The answer is to be an exact copy of the lines below running from the line with "render_from_reader(ctx, file, output, config)" down to the line with "reports zero items.", both ends included, and nothing more.

**Materials provided:**
⟨
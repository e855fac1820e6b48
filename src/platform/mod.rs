//! Host platform plumbing shared by all processors
//!
//! Structure:
//! - `context/`: `ProcessorContext` trait (status, progress, log, interruption)
//! - `catalogue.rs`: processor metadata and parent dataset descriptions
//! - `operator_properties.rs`: option registry with defaults from operator.json
//! - `properties.rs`: user-supplied parameter values
//! - `palettes.rs`: palette registry from palettes.json
//! - `result.rs`: result files and run outcomes
//! - `error.rs`: error types

pub mod catalogue;
pub mod context;
pub mod error;
pub mod logger;
pub mod operator_properties;
pub mod palettes;
pub mod properties;
pub mod result;

// Re-exports for convenience
pub use catalogue::{DatasetInfo, ProcessorInfo, ProcessorKind, CATALOGUE};
pub use context::{LocalContext, ProcessorContext};
pub use error::{ProcessorError, Result};
pub use logger::DatasetLogger;
pub use operator_properties::{registry, OperatorPropertyReader};
pub use palettes::PALETTE_REGISTRY;
pub use properties::ParameterSet;
pub use result::{write_result, ProcessorOutcome};
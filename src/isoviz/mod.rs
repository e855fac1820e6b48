//! Isometric multi-series area chart renderer
//!
//! Reads a CSV of `(item, date, value)` rows and draws one filled area graph
//! per item, all sharing one interval axis, projected onto an isometric
//! plane and written out as a single SVG file.
//!
//! The work is split into stages that hand ownership forward:
//! - `ingest`: CSV records into per-series accumulators
//! - `intervals`: calendar completion into a `SeriesTable`
//! - `layout`: canvas geometry
//! - `draw`: the SVG document

pub mod draw;
pub mod ingest;
pub mod intervals;
pub mod layout;

use crate::config::IsovizConfig;
use crate::platform::context::ProcessorContext;
use crate::platform::error::{ProcessorError, Result};
use crate::platform::palettes::PALETTE_REGISTRY;
use crate::platform::result::{write_result, ProcessorOutcome};
use std::io::Read;
use std::path::Path;

pub use intervals::{Granularity, IntervalKey, Series, SeriesTable};
pub use layout::Layout;

/// Render the CSV file at `input` into an SVG at `output`
pub fn render_isometric_graphs<C: ProcessorContext + ?Sized>(
    ctx: &C,
    input: &Path,
    output: &Path,
    config: &IsovizConfig,
) -> Result<ProcessorOutcome> {
    let file = std::fs::File::open(input)?;
    render_from_reader(ctx, file, output, config)
}

/// Render CSV data from any reader into an SVG at `output`
///
/// Nothing is written when the input has no usable interval keys; the
/// outcome then reports zero items.
pub fn render_from_reader<C: ProcessorContext + ?Sized, R: Read>(
    ctx: &C,
    input: R,
    output: &Path,
    config: &IsovizConfig,
) -> Result<ProcessorOutcome> {
    let mut reader = csv::ReaderBuilder::new()
        .has_headers(true)
        .flexible(true)
        .from_reader(input);

    ctx.update_status("Reading graph data", false);
    let raw = ingest::read_series(&mut reader, ctx)?;
    if raw.dropped > 0 {
        ctx.log(&format!(
            "Skipped {} row(s) with an unrecognised date/time value",
            raw.dropped
        ));
    }

    let table = match intervals::complete(raw) {
        Some(table) => table,
        None => {
            ctx.update_status("No data to render", true);
            return Ok(ProcessorOutcome::empty());
        }
    };
    tracing::debug!(
        "Completed {} series over {} {:?} intervals",
        table.series().len(),
        table.axis().len(),
        table.granularity()
    );

    let longest_label = table
        .series()
        .iter()
        .map(|s| s.label.chars().count())
        .max()
        .unwrap_or(0);
    let layout = Layout::compute(
        table.axis().len(),
        table.series().len(),
        longest_label,
        config.plane_angle,
    );

    let palette = PALETTE_REGISTRY
        .categorical_or_default(&config.palette)
        .ok_or_else(|| ProcessorError::Config("No categorical palette available".to_string()))?;

    let document = draw::draw_chart(
        ctx,
        &table,
        &layout,
        palette,
        config.smooth,
        config.normalise,
    )?;

    ctx.check_interrupted("before writing the chart")?;
    ctx.update_status("Saving result", false);
    write_result(output, |temp_path| Ok(svg::save(temp_path, &document)?))?;

    let rendered = table.series().len();
    ctx.update_status(&format!("Rendered {} graph(s)", rendered), false);
    Ok(ProcessorOutcome::with_output(rendered, output))
}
⟩
**Output for this exercise:**
    render_from_reader(ctx, file, output, config)
}

/// Render CSV data from any reader into an SVG at `output`
///
/// Nothing is written when the input has no usable interval keys; the
/// outcome then reports zero items.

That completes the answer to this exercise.